There are nine tiles with the letter “I” in the version of Scrabble we were playing. I got eight of them, not all at once, but close together, with six on my tray at one time.

“Maybe the tiles are trying to tell me something,” I said to my cousin.

Ever the wise and thoughtful one, she asked me what I thought it meant to get almost all the “I” tiles.

I figured it was the “game maker’s” way of telling me I needed to think about “I” more often.

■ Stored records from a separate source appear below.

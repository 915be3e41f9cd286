//! Project manifest (tpadder.yaml) parsing.
//!
//! The manifest holds per-project defaults for the pad settings and output
//! location. Every field is optional; command-line flags take precedence.

use std::path::{Path, PathBuf};

use serde::{Deserialize, Serialize};

use crate::error::{Result, TpError};
use crate::types::{Colour, PadConfig, PadOptions};

/// Project manifest loaded from tpadder.yaml.
#[derive(Debug, Clone, PartialEq, Serialize, Deserialize)]
#[serde(default)]
pub struct Manifest {
    /// Output directory for padded sheets.
    #[serde(default = "default_output")]
    pub output: PathBuf,

    /// Tile edge length in pixels.
    pub block_size: Option<u32>,

    /// Gutter width in pixels.
    pub gutter: Option<u32>,

    /// Also write the `_Highlighted` variant.
    pub highlight: Option<bool>,

    /// Highlight colour, as hex or a colour name.
    pub highlight_colour: Option<String>,

    /// Patterns to exclude when scanning directories.
    pub excludes: Vec<String>,
}

fn default_output() -> PathBuf {
    PathBuf::from("dist")
}

impl Default for Manifest {
    fn default() -> Self {
        Self {
            output: default_output(),
            block_size: None,
            gutter: None,
            highlight: None,
            highlight_colour: None,
            excludes: vec![],
        }
    }
}

impl Manifest {
    /// Load manifest from a tpadder.yaml file.
    pub fn load(path: &Path) -> Result<Self> {
        let content = std::fs::read_to_string(path).map_err(|e| TpError::Io {
            path: path.to_path_buf(),
            message: format!("Failed to read manifest: {}", e),
        })?;

        Self::parse(&content)
    }

    /// Parse manifest from YAML string.
    pub fn parse(content: &str) -> Result<Self> {
        if content.trim().is_empty() {
            return Ok(Self::default());
        }

        serde_yaml::from_str(content).map_err(|e| TpError::Parse {
            message: format!("Invalid manifest: {}", e),
            help: Some("Check tpadder.yaml syntax".to_string()),
        })
    }

    /// Resolve pad options from the manifest, falling back to built-in
    /// defaults for anything it leaves out.
    pub fn pad_options(&self) -> Result<PadOptions> {
        let defaults = PadOptions::default();

        let colour = match &self.highlight_colour {
            Some(s) => Colour::parse(s)?,
            None => defaults.colour,
        };

        let config = PadConfig::new(
            self.block_size.unwrap_or(defaults.config.block_size),
            self.gutter.unwrap_or(defaults.config.gutter),
        )?;

        Ok(PadOptions {
            config,
            colour,
            highlight: self.highlight.unwrap_or(defaults.highlight),
        })
    }

    /// Check if a path should be excluded based on exclude patterns.
    pub fn is_excluded(&self, path: &Path) -> bool {
        let path_str = path.to_string_lossy();
        self.excludes
            .iter()
            .any(|pattern| Self::matches_pattern(&path_str, pattern))
    }

    /// Simple glob pattern matching.
    fn matches_pattern(path: &str, pattern: &str) -> bool {
        if let Some(suffix) = pattern.strip_prefix("**/") {
            // **/dir/* matches anything inside dir anywhere in the path
            if let Some(dir) = suffix.strip_suffix("/*") {
                return path.starts_with(&format!("{}/", dir))
                    || path.contains(&format!("/{}/", dir));
            }
            return path.contains(suffix);
        }

        if let Some(suffix) = pattern.strip_prefix('*') {
            if !pattern.contains('/') {
                return path.ends_with(suffix);
            }
        }

        if let Some(prefix) = pattern.strip_suffix("/*") {
            return path.starts_with(&format!("{}/", prefix))
                || path.contains(&format!("/{}/", prefix));
        }

        path.contains(pattern)
    }
}
//! Highlight outlines.
//!
//! Derives selection/hover overlay art from a tile sheet: an edge-detection
//! pass marks contrast boundaries, fully opaque edge pixels are recoloured
//! to a single highlight colour, and the result is padded exactly like the
//! plain sheet so both outputs share one layout.

use image::{Rgba, RgbaImage};

use crate::error::Result;
use crate::types::{Colour, PadConfig};

use super::tiler::pad;

/// 3x3 "find edges" kernel, row-major. Weights sum to zero, so flat areas go
/// to zero and any change in a channel survives.
const FIND_EDGES: [i32; 9] = [-1, -1, -1, -1, 8, -1, -1, -1, -1];

/// Alpha a filtered pixel must have, exactly, to count as an edge.
pub const EDGE_ALPHA: u8 = 255;

/// Run the find-edges filter over every channel, alpha included.
///
/// Each channel is convolved independently and clamped to `0..=255`. The
/// outermost rows and columns are copied from the source unchanged, as is
/// any raster narrower or shorter than the kernel.
pub fn find_edges(source: &RgbaImage) -> RgbaImage {
    let (width, height) = source.dimensions();
    let mut edges = source.clone();

    if width < 3 || height < 3 {
        return edges;
    }

    for y in 1..height - 1 {
        for x in 1..width - 1 {
            let mut sums = [0i32; 4];
            for (i, weight) in FIND_EDGES.iter().enumerate() {
                let (kx, ky) = (i as u32 % 3, i as u32 / 3);
                let px = source.get_pixel(x + kx - 1, y + ky - 1);
                for (sum, &channel) in sums.iter_mut().zip(px.0.iter()) {
                    *sum += weight * channel as i32;
                }
            }
            edges.put_pixel(x, y, Rgba(sums.map(|s| s.clamp(0, 255) as u8)));
        }
    }

    edges
}

/// Replace every pixel whose alpha is exactly [`EDGE_ALPHA`] with `colour`.
///
/// All four channels are overwritten, so `colour`'s own alpha is carried
/// through. Pixels with any other alpha keep whatever the filter produced.
pub fn recolor_edges(mut edges: RgbaImage, colour: Colour) -> RgbaImage {
    let fill = Rgba::from(colour);
    for px in edges.pixels_mut().filter(|px| px[3] == EDGE_ALPHA) {
        *px = fill;
    }
    edges
}

/// Build the highlighted, padded variant of a tile sheet.
pub fn highlighted_and_padded(
    source: &RgbaImage,
    colour: Colour,
    config: &PadConfig,
) -> Result<RgbaImage> {
    config.validate()?;

    let outline = recolor_edges(find_edges(source), colour);
    pad(&outline, config)
}

#[cfg(test)]
mod tests {
    use super::*;
    use pretty_assertions::assert_eq;

    const RED: Rgba<u8> = Rgba([255, 0, 0, 255]);
    const CLEAR: Rgba<u8> = Rgba([0, 0, 0, 0]);

    #[test]
    fn test_find_edges_flat_interior_is_zero() {
        let source = RgbaImage::from_pixel(5, 5, RED);
        let edges = find_edges(&source);

        // Interior of a uniform image cancels out on every channel
        for y in 1..4 {
            for x in 1..4 {
                assert_eq!(edges.get_pixel(x, y).0, [0, 0, 0, 0]);
            }
        }
    }

    #[test]
    fn test_find_edges_copies_border() {
        let source = RgbaImage::from_pixel(5, 4, RED);
        let edges = find_edges(&source);

        for x in 0..5 {
            assert_eq!(*edges.get_pixel(x, 0), RED);
            assert_eq!(*edges.get_pixel(x, 3), RED);
        }
        for y in 0..4 {
            assert_eq!(*edges.get_pixel(0, y), RED);
            assert_eq!(*edges.get_pixel(4, y), RED);
        }
    }

    #[test]
    fn test_find_edges_small_image_unchanged() {
        let source = RgbaImage::from_fn(2, 7, |x, y| Rgba([x as u8, y as u8, 9, 200]));
        assert_eq!(find_edges(&source), source);
    }

    #[test]
    fn test_find_edges_marks_inner_boundary_of_sprite() {
        // Opaque 3x3 square centred in a transparent 7x7 canvas
        let mut source = RgbaImage::from_pixel(7, 7, CLEAR);
        for y in 2..5 {
            for x in 2..5 {
                source.put_pixel(x, y, RED);
            }
        }
        let edges = find_edges(&source);

        // Every opaque pixel touches transparency, so alpha saturates
        for y in 2..5 {
            for x in 2..5 {
                if (x, y) != (3, 3) {
                    assert_eq!(edges.get_pixel(x, y)[3], 255, "({}, {})", x, y);
                }
            }
        }
        // The centre sees only opaque neighbours
        assert_eq!(edges.get_pixel(3, 3)[3], 0);
        // Transparent pixels next to the sprite go negative and clamp to zero
        assert_eq!(edges.get_pixel(1, 3)[3], 0);
    }

    #[test]
    fn test_find_edges_partial_alpha() {
        // Single pixel of alpha 30 among alpha 0: 8 * 30 = 240
        let mut source = RgbaImage::from_pixel(3, 3, CLEAR);
        source.put_pixel(1, 1, Rgba([0, 0, 0, 30]));
        let edges = find_edges(&source);
        assert_eq!(edges.get_pixel(1, 1)[3], 240);
    }

    #[test]
    fn test_recolor_threshold_is_exact() {
        let mut edges = RgbaImage::from_pixel(3, 1, CLEAR);
        edges.put_pixel(0, 0, Rgba([12, 34, 56, 255]));
        edges.put_pixel(1, 0, Rgba([12, 34, 56, 254]));
        edges.put_pixel(2, 0, Rgba([7, 8, 9, 0]));

        let colour = Colour::new(0, 200, 100, 255);
        let recoloured = recolor_edges(edges, colour);

        assert_eq!(recoloured.get_pixel(0, 0).0, [0, 200, 100, 255]);
        assert_eq!(recoloured.get_pixel(1, 0).0, [12, 34, 56, 254]);
        assert_eq!(recoloured.get_pixel(2, 0).0, [7, 8, 9, 0]);
    }

    #[test]
    fn test_recolor_carries_colour_alpha() {
        let edges = RgbaImage::from_pixel(1, 1, RED);
        let recoloured = recolor_edges(edges, Colour::new(1, 2, 3, 128));
        assert_eq!(recoloured.get_pixel(0, 0).0, [1, 2, 3, 128]);
    }

    #[test]
    fn test_highlighted_matches_padded_layout() {
        let source = RgbaImage::from_pixel(32, 48, RED);
        let config = PadConfig::default();

        let highlighted = highlighted_and_padded(&source, Colour::WHITE, &config).unwrap();
        let padded = pad(&source, &config).unwrap();

        assert_eq!(highlighted.dimensions(), padded.dimensions());
        assert_eq!(highlighted.dimensions(), (34, 52));
    }

    #[test]
    fn test_highlighted_outlines_sheet_border() {
        // An opaque sheet only has edges along the copied outer border
        let source = RgbaImage::from_pixel(32, 32, RED);
        let highlighted =
            highlighted_and_padded(&source, Colour::WHITE, &PadConfig::default()).unwrap();

        assert_eq!(highlighted.get_pixel(0, 0).0, [255, 255, 255, 255]);
        assert_eq!(highlighted.get_pixel(33, 33).0, [255, 255, 255, 255]);
        assert_eq!(highlighted.get_pixel(5, 5).0, [0, 0, 0, 0]);
        // Gutter stays clear
        assert_eq!(highlighted.get_pixel(16, 5).0, [0, 0, 0, 0]);
    }

    #[test]
    fn test_highlighted_rejects_invalid_config() {
        let source = RgbaImage::from_pixel(16, 16, RED);
        let config = PadConfig {
            block_size: 0,
            gutter: 2,
        };
        assert!(highlighted_and_padded(&source, Colour::WHITE, &config).is_err());
    }

    #[test]
    fn test_highlighted_leaves_source_untouched() {
        let source = RgbaImage::from_pixel(16, 16, RED);
        let before = source.clone();
        let _ = highlighted_and_padded(&source, Colour::WHITE, &PadConfig::default()).unwrap();
        assert_eq!(source, before);
    }
}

It was MY turn for a while. “I” needed to take care of my needs, my health, my mental well-being, my basics.

I kind of knew that by then anyway, but this was just a strange reinforcing visual of what needed to happen.

The song by that country western dude came to mind almost immediately, you know the one, by Toby Keith:

“I wanna talk about me

Wanna talk about I

Wanna talk about number one

Oh my me my

What I think, what I like, what I know, what I want, what I see

I like talking about you you you you, usually, but occasionally

I wanna talk about meeeeee

I wanna talk about me”

I didn’t just want to talk about me. “I” needed to talk about and take care of me for a change. The Scrabble tiles were pretty clear about it.

Like Spinning Plates

Spinning Plates Lego Style  (Photo credit: Jameson42)

Balancing Rocks or Spinning Plates

Well, my cousin and I discussed the need for the ever-elusive concept of balance in our lives. That seems a sort of common thread in many of our conversations. How to achieve balance, why it’s so difficult to find, what to drop or add where.

I don’t normally take advice from Scrabble tiles. I wouldn’t recommend it to anyone. But this one time, it seemed the perfect recipe for finding balance.

To twenty or more parts “U”

add eight parts “I”

for a more reasonable, balanced, livable life.

Stir well.

Season to taste.

Add more “I” as needed.

I’m certain that escaping to paradise for a week isn’t a normally balanced way of adding more “I” to one’s life. But it sure helped mine out.

Not your typical resolution

I returned to real life with a resolve to take care of myself more conscientiously.

I have an almost daily reminder when “My turn” pops up on my computer Scrabble game. There’s often an “I” tile that tweaks my balance meter and causes me to check my “I” gauges.

Writing this blog is part of that “I” time. Every day I focus on “I” for an hour or two, doing what I love, writing, thinking, and then writing some more. Then I get on with my day, taking care of all the “U”s in my life.

crop

(Photo credit: Emma Humphrey)

Scrabble I’s.

Scrabblize. It might not be in any dictionary, but it’s in my vocabulary anyway.

Your turn.

Have you ever gotten a message or advice you needed from an unusual source or in an odd way?

It’d be fun to hear about it, if you’d like to share.